Kraken has officially launched Bitcoin Vault, a new yield product within its Kraken Earn platform that allows users to earn BTC-denominated returns on their bitcoin holdings without managing DeFi strategies themselves. Aimed squarely at long-term holders, the vault automatically routes deposited BTC into curated on-chain DeFi protocols, generating yield while users maintain full spot exposure to bitcoin.
According to Kraken, Bitcoin Vault sits inside Kraken Earn and is designed to “allow users to maintain exposure to Bitcoin (BTC) prices while earning BTC‑denominated yields through DeFi strategies.” The exchange handles protocol selection, risk management, and on-chain interactions, so clients avoid bridging assets or directly operating complex DeFi smart contracts. Yield is sourced from audited DeFi strategies, with rewards expressed explicitly in bitcoin—not stablecoins or governance tokens.
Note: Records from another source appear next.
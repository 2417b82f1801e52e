//! # Routing
//!
//! Defines the application routes and the navigation guard.

use std::fmt;
use std::sync::Arc;

use tokio::sync::watch;

use crate::auth::SessionStore;
use crate::resource::ResourceKind;

/// Upper bound on redirects followed by a single navigation.
const MAX_REDIRECTS: usize = 4;

/// Application routes.
///
/// Every route except [`Route::Login`] requires an authenticated session.
#[derive(Debug, Clone, PartialEq, Eq, Hash)]
pub enum Route {
    /// Root; redirects to [`Route::Account`].
    Home,

    /// Login form.
    Login,

    /// Operator landing view after login.
    Account,

    /// Management view for one resource collection.
    Resource(ResourceKind),

    /// Any path without a view.
    NotFound(String),
}

impl Route {
    /// Resolve a path such as `/tariffs` into a route.
    ///
    /// Query strings, fragments and trailing slashes are ignored.
    #[must_use]
    pub fn parse(path: &str) -> Self {
        let path = path.split(['?', '#']).next().unwrap_or_default();
        let trimmed = path.trim_end_matches('/');

        match trimmed {
            "" => Self::Home,
            "/login" => Self::Login,
            "/account" => Self::Account,
            other => other
                .strip_prefix('/')
                .and_then(|name| name.parse::<ResourceKind>().ok())
                .map_or_else(|| Self::NotFound(path.to_string()), Self::Resource),
        }
    }

    /// Path of this route.
    #[must_use]
    pub fn path(&self) -> String {
        match self {
            Self::Home => "/".to_string(),
            Self::Login => "/login".to_string(),
            Self::Account => "/account".to_string(),
            Self::Resource(kind) => format!("/{}", kind.endpoint()),
            Self::NotFound(path) => path.clone(),
        }
    }

    /// Returns true if the route needs a token.
    #[must_use]
    pub fn requires_auth(&self) -> bool {
        matches!(self, Self::Account | Self::Resource(_))
    }

    /// Target of a redirect record, if this route is one.
    #[must_use]
    pub fn redirect(&self) -> Option<Route> {
        match self {
            Self::Home => Some(Self::Account),
            _ => None,
        }
    }

    /// Resource shown by this route, if any.
    #[must_use]
    pub fn resource(&self) -> Option<ResourceKind> {
        match self {
            Self::Resource(kind) => Some(*kind),
            _ => None,
        }
    }
}

impl fmt::Display for Route {
    fn fmt(&self, f: &mut fmt::Formatter<'_>) -> fmt::Result {
        f.write_str(&self.path())
    }
}

/// Outcome of the navigation guard.
#[derive(Debug, Clone, PartialEq, Eq)]
pub enum NavigationDecision {
    /// Proceed to the requested route.
    Allow,
    /// Go somewhere else instead.
    Redirect(Route),
}

/// Decide whether a navigation may proceed.
///
/// - unauthenticated and the target requires auth: redirect to login
/// - authenticated and the target is login: redirect to the account view
/// - anything else: allow
#[must_use]
pub fn guard(target: &Route, authenticated: bool) -> NavigationDecision {
    if target.requires_auth() && !authenticated {
        NavigationDecision::Redirect(Route::Login)
    } else if *target == Route::Login && authenticated {
        NavigationDecision::Redirect(Route::Account)
    } else {
        NavigationDecision::Allow
    }
}

/// Tracks the current route and runs the guard before every navigation.
///
/// The guard reads token presence from the session at the moment of each
/// navigation; nothing else carries over between calls. Starts at `/`
/// until the first navigation.
#[derive(Debug, Clone)]
pub struct Navigator {
    session: SessionStore,
    current: Arc<watch::Sender<Route>>,
}

impl Navigator {
    /// Create a navigator reading auth state from `session`.
    #[must_use]
    pub fn new(session: SessionStore) -> Self {
        let (current, _) = watch::channel(Route::Home);
        Self {
            session,
            current: Arc::new(current),
        }
    }

    /// Navigate to a route and return where navigation ended.
    pub fn push(&self, target: Route) -> Route {
        let authenticated = self.session.is_authenticated();
        let requested = target.clone();
        let mut route = target;

        for _ in 0..MAX_REDIRECTS {
            if let Some(next) = route.redirect() {
                route = next;
                continue;
            }
            match guard(&route, authenticated) {
                NavigationDecision::Allow => break,
                NavigationDecision::Redirect(next) => {
                    tracing::debug!(from = %route, to = %next, "Navigation redirected by guard");
                    route = next;
                }
            }
        }

        tracing::debug!(requested = %requested, resolved = %route, "Navigated");
        self.current.send_replace(route.clone());
        route
    }

    /// Navigate to a path.
    pub fn navigate(&self, path: &str) -> Route {
        self.push(Route::parse(path))
    }

    /// Current route.
    #[must_use]
    pub fn current(&self) -> Route {
        self.current.borrow().clone()
    }

    /// Observe route changes.
    #[must_use]
    pub fn subscribe(&self) -> watch::Receiver<Route> {
        self.current.subscribe()
    }
}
The product is integrated with Kraken’s Auto Earn infrastructure, enabling a “set‑and‑forget” experience: once toggled on, rewards accumulate automatically without lock‑up periods in many cases. This marks an expansion of Kraken’s existing yield stack, which already includes DeFi Earn vaults for assets like USDC and BTC‑native staking through a partnership with Babylon.
The launch occurs amid growing competition among exchanges to package on‑chain yield into simple, compliant products for mainstream investors. Yield‑generating crypto vehicles—from liquid staking to yield‑bearing ETPs—have become a defining trend, and Kraken’s move directly challenges similar offerings from Binance, Coinbase, and other platforms. For bitcoin holders, the Bitcoin Vault transforms idle BTC into a yield‑bearing position with a single click, blurring the line between a simple exchange account and a sophisticated on‑chain yield aggregator.